The propaganda machinery did not stop. It changed register. Throughout the next four years of the Great Patriotic War, Soviet aviation propaganda would shift from the romantic pre-war pilot cult of Chkalov to the savage, vengeful, all-the-way-to-Berlin iconography of the Il-2 Shturmovik, the night-bomber Polikarpov U-2, the Yak-9 fighter and the air aces who flew them. By the time the red flag went up over the Reichstag on 30 April 1945, the Soviet Union had produced more aircraft than any other nation in the war except the United States — 157,000 aircraft, some 125,000 of them combat types — and the propaganda told the story of that effort almost in real time.
Quick Facts
Period: Great Patriotic War (June 1941 – May 1945)
Top Soviet ace: Ivan Kozhedub — 64 confirmed kills, 3× Hero of the Soviet Union
Second: Alexander Pokryshkin — 59 confirmed kills, 3× Hero of the Soviet Union
Most-produced combat aircraft in history: Ilyushin Il-2 Shturmovik (36,183 built)
Three all-female aviation regiments: 586th IAP (Yak fighters) · 587th BAP (Pe-2 bombers) · 588th NBAP (Po-2 night bombers)
“Night Witches” (Nachthexen): German Wehrmacht nickname for the 588th



From Chkalov to the Shturmovik
The pre-war pilot cult — Chkalov, Gromov, the Rodina crew — had been about peacetime aviation as a symbol of socialist achievement. The war changed the unit of analysis. After 22 June 1941 the propaganda apparatus stopped celebrating individual pilots and started celebrating individual aircraft.
The Il-2 Shturmovik became the symbol. Designed by Sergei Ilyushin as a heavily armoured ground-attack aircraft — its forward cockpit and engine compartment sat inside a roughly 700 kg steel-armoured bathtub that protected it against rifle-calibre fire and shrapnel — the Il-2 was the workhorse that destroyed the German tank columns on the Eastern Front. By 1944 the Soviet aviation industry was completing a new aircraft roughly every fifteen minutes — and no type rolled off the lines in greater numbers than the Il-2. Stalin himself, in a famous December 1941 telegram berating lagging factory directors, wrote that the Il-2 was needed by the Red Army “like air, like bread.”
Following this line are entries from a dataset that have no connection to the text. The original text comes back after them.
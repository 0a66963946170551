//! Messenger-neutral inline keyboards.

#[derive(Clone, Debug, PartialEq, Eq)]
pub struct InlineButton {
    pub label: String,
    pub callback_data: String,
}

impl InlineButton {
    pub fn new(label: impl Into<String>, callback_data: impl Into<String>) -> Self {
        Self {
            label: label.into(),
            callback_data: callback_data.into(),
        }
    }
}

/// Grid of buttons, row by row.
#[derive(Clone, Debug, Default, PartialEq, Eq)]
pub struct InlineKeyboard {
    pub rows: Vec<Vec<InlineButton>>,
}

impl InlineKeyboard {
    pub fn new(rows: Vec<Vec<InlineButton>>) -> Self {
        Self { rows }
    }

    pub fn row(mut self, row: Vec<InlineButton>) -> Self {
        if !row.is_empty() {
            self.rows.push(row);
        }
        self
    }

    pub fn buttons(&self) -> impl Iterator<Item = &InlineButton> {
        self.rows.iter().flatten()
    }
}

/// Text plus optional keyboard, ready to send as HTML.
#[derive(Clone, Debug, PartialEq, Eq)]
pub struct Reply {
    pub html: String,
    pub keyboard: Option<InlineKeyboard>,
}

impl Reply {
    pub fn text(html: impl Into<String>) -> Self {
        Self {
            html: html.into(),
            keyboard: None,
        }
    }

    pub fn with_keyboard(html: impl Into<String>, keyboard: InlineKeyboard) -> Self {
        Self {
            html: html.into(),
            keyboard: Some(keyboard),
        }
    }
}

/// Label with a leading check mark when `on`.
pub fn checked(label: &str, on: bool) -> String {
    if on {
        format!("✅ {label}")
    } else {
        label.to_string()
    }
}

/// Label with an on/off marker.
pub fn toggled(label: &str, on: bool) -> String {
    format!("{} {label}", if on { "🟢" } else { "⚪" })
}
The propaganda image of the Il-2 was specifically classed — it was the aircraft of the worker, the peasant, the proletarian air force, in stark contrast to the gentleman-aviator imagery of Luftwaffe Messerschmitts. Soviet posters of 1943 and 1944 routinely showed Il-2s in low-level formation over burning German Tiger tanks. The accompanying slogans — “Smert’ fashistskim okkupantam!” (Death to the fascist occupiers!) — were not metaphorical. Soviet wartime accounts credited the air force — and the Il-2 above all — with destroying tens of thousands of German aircraft, tanks and vehicles; the figures were unverifiable, but the propaganda treated them as fact.


The aces
Soviet propaganda’s other big shift was its discovery, in 1943, that individual air aces sold. The Pokryshkin and Kozhedub propaganda campaigns of 1943–1945 were direct successors to the Chkalov cult of the 1930s, updated for wartime. Alexander Pokryshkin — 59 confirmed kills, the great majority of them in a Lend-Lease P-39 Airacobra — was made a three-time Hero of the Soviet Union, the first soldier in the war to receive the title three times.

Ivan Kozhedub matched him through 64 confirmed kills in La-5 and La-7 fighters by VE Day — and in August 1945 became a three-time Hero himself. Both men were on Pravda’s front page repeatedly. Both became household names before the war ended. Both were used by the Soviet propaganda apparatus to do precisely what the 1930s pilot cult had done: model an ideal of the Soviet citizen — courageous, technically modern, politically obedient and personally heroic — for the entire population to internalise.


The women who flew at night
The most enduring single propaganda story of the wartime decade did not involve either of the aces. It involved Marina Raskova — the navigator from the 1938 Rodina flight — and the three all-female aviation regiments she organised after personally lobbying Stalin in October 1941. The 588th Night Bomber Aviation Regiment, equipped with Polikarpov Po-2 biplane trainers, became, by 1943, the most famous all-female military unit in the world.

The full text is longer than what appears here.